Richard E. "Dick" Harris, 1932-2017

March 22, 2017 | 3 min.
MGA

     Richard E. “Dick” Harris, 85, of St. Paul, passed away in Naples, Fla., March 15. Harris, who attended St. Paul Academy and Yale University, was a life-long student of the game of golf and golf administration leader inside and outside of the ropes. He was president of B.W. Harris Co., a clothing manufacturer, a former executive director of Outward Bound, and a top official with the St. Paul Chamber of Commerce. 
     Harris was elected to the MGA board of directors in 1962, the same year that the association inaugurated a new amateur team championship, the MGA Four-Ball, whose idea he’d championed while chairman of the golf committee at Oak Ridge Country Club. Several years later, the MGA Tournament Committee, under Harris’ direction, conceived and implemented a new match-play championship, called the Players. Today, both the Four-Ball and Players are thriving and entering their 55th and 39th years, respectively.
     Harris served as MGA President in 1985-1986, a significant transition period for the golf association. While the industry was entering a sustained period of growth, the MGA was in the process of implementing the USGA Slope Handicap System, an improvement on the existing handicap method. The slope system was “more equitable, more responsive to the golfers’ talents as he or she moved from course to course,” Harris wrote in the Minnesota Golfer, at the time a semi-annual newsletter published to golf stakeholders in Minnesota. Before Harris was through as president, the MGA had purchased a computer to enable the association to mail the Golfer, soon to morph into a full-fledged magazine, to all 64,000 individual members of the MGA. 
     Harris also served the game at the national level, as a member of the USGA’s Museum and Library committee.
     His dedication and organizing skills were evident during his tenure as overall chair of the MGA Centennial Celebrations. All told, nine committees would spend more than three years planning the activities associated with the hundred-year anniversary culminating in a black-tie gala, Aug. 20, 2001, at The Minikahda Club, by the shores of Lake Calhoun in Minneapolis. 
     “Dick was such a quiet, unassuming man who loved the game. He seemed to me to be so passionate about protecting the integrity of the game and what it stood for in the state of Minnesota,” recollected George Brown III, a centennial committee participant and the author of “100 Years of Minnesota Golf,” published as part of the Centennial Celebrations. 

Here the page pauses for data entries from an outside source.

//! Catalog store trait

use async_trait::async_trait;

use crate::{RawRecord, Result};

/// Equality-or-membership filter applied by the store during a scan
#[derive(Debug, Clone, PartialEq)]
pub struct CatalogFilter {
    /// Record matches if its category is any of these
    pub categories: Vec<String>,
    /// Normalized 5-character postal code, equality match
    pub postal_code: String,
}

/// One page of a scan
#[derive(Debug, Clone, Default)]
pub struct ScanPage {
    pub records: Vec<RawRecord>,
    /// Cursor for the next page; `None` when the scan is exhausted
    pub next: Option<u64>,
}

/// Read-mostly provider catalog
///
/// Implementations:
/// - `MemoryCatalog` - in-memory store backed by ingested CSV rows
///
/// The catalog has no enforced upper bound, so consumers must page through
/// the full result set; `scan_all` does that loop.
#[async_trait]
pub trait CatalogStore: Send + Sync + 'static {
    /// Scan one page, optionally filtered
    async fn scan_page(&self, filter: Option<&CatalogFilter>, start: Option<u64>)
        -> Result<ScanPage>;

    /// Scan every page, optionally filtered
    async fn scan_all(&self, filter: Option<&CatalogFilter>) -> Result<Vec<RawRecord>> {
        let mut records = Vec::new();
        let mut start = None;
        loop {
            let page = self.scan_page(filter, start).await?;
            records.extend(page.records);
            match page.next {
                Some(next) => start = Some(next),
                None => break,
            }
        }
        Ok(records)
    }
}
//! Translator backends

use async_trait::async_trait;
use referral_agent_config::TranslatorConfig;
use referral_agent_core::{Error, Language, Result, Translator};
use serde::{Deserialize, Serialize};

/// HTTP translation backend
///
/// Speaks the LibreTranslate-compatible wire format: POST `{q, source,
/// target}` to the configured endpoint, response carries `translatedText`.
pub struct HttpTranslator {
    client: reqwest::Client,
    config: TranslatorConfig,
}

#[derive(Serialize)]
struct TranslateRequest<'a> {
    q: &'a str,
    source: &'a str,
    target: &'a str,
    #[serde(skip_serializing_if = "Option::is_none")]
    api_key: Option<&'a str>,
}

#[derive(Deserialize)]
struct TranslateResponse {
    #[serde(rename = "translatedText")]
    translated_text: String,
}

impl HttpTranslator {
    pub fn new(config: TranslatorConfig) -> Result<Self> {
        let client = reqwest::Client::builder()
            .timeout(std::time::Duration::from_secs(config.timeout_secs))
            .build()
            .map_err(|e| Error::Translation(format!("failed to build HTTP client: {e}")))?;
        Ok(Self { client, config })
    }
}

#[async_trait]
impl Translator for HttpTranslator {
    async fn translate(&self, text: &str, from: Language, to: Language) -> Result<String> {
        if from == to || text.trim().is_empty() {
            return Ok(text.to_string());
        }

        let request = TranslateRequest {
            q: text,
            source: from.code(),
            target: to.code(),
            api_key: self.config.api_key.as_deref(),
        };

        let response = self
            .client
            .post(&self.config.endpoint)
            .json(&request)
            .send()
            .await
            .map_err(|e| Error::Translation(format!("translation request failed: {e}")))?;

        let status = response.status();
        if !status.is_success() {
            let body = response.text().await.unwrap_or_default();
            return Err(Error::Translation(format!(
                "translation service returned {status}: {body}"
            )));
        }

        let body: TranslateResponse = response
            .json()
            .await
            .map_err(|e| Error::Translation(format!("malformed translation response: {e}")))?;
        Ok(body.translated_text)
    }
}

/// Pass-through translator for tests and English-only deployments
#[derive(Default)]
pub struct NoopTranslator;

#[async_trait]
impl Translator for NoopTranslator {
    async fn translate(&self, text: &str, _from: Language, _to: Language) -> Result<String> {
        Ok(text.to_string())
    }
}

     “For Dick, it was never about him. It was about what he could do in a small way to better the game of golf in Minnesota,” said Brown.
     Harris also served as the original chair of the MGA Warren J. Rebholz Distinguished Service Award selection committee, honoring individuals who, through their actions, have exemplified the spirit of the game at its highest level and who have made a substantial contribution to the game in Minnesota, or on a national or international level. In 2003, Harris retired from the Rebbie Award committee after leading it for nine years. Just five years later, he was honored as the 2008 recipient of the Rebbie Award – the MGA’s highest award. 
     Harris is survived by his wife of 62 years, Dee Dee, sister, Jane Wilmer, four children and six grandchildren. A graveside service was held March 22 at Mt. Zion Cemetery, St. Paul. In lieu of flowers, memorials are preferred to breastcancereducation.org, the Finberg Education fund, at mzion.org, or the neighborhoodhealthclinic.org.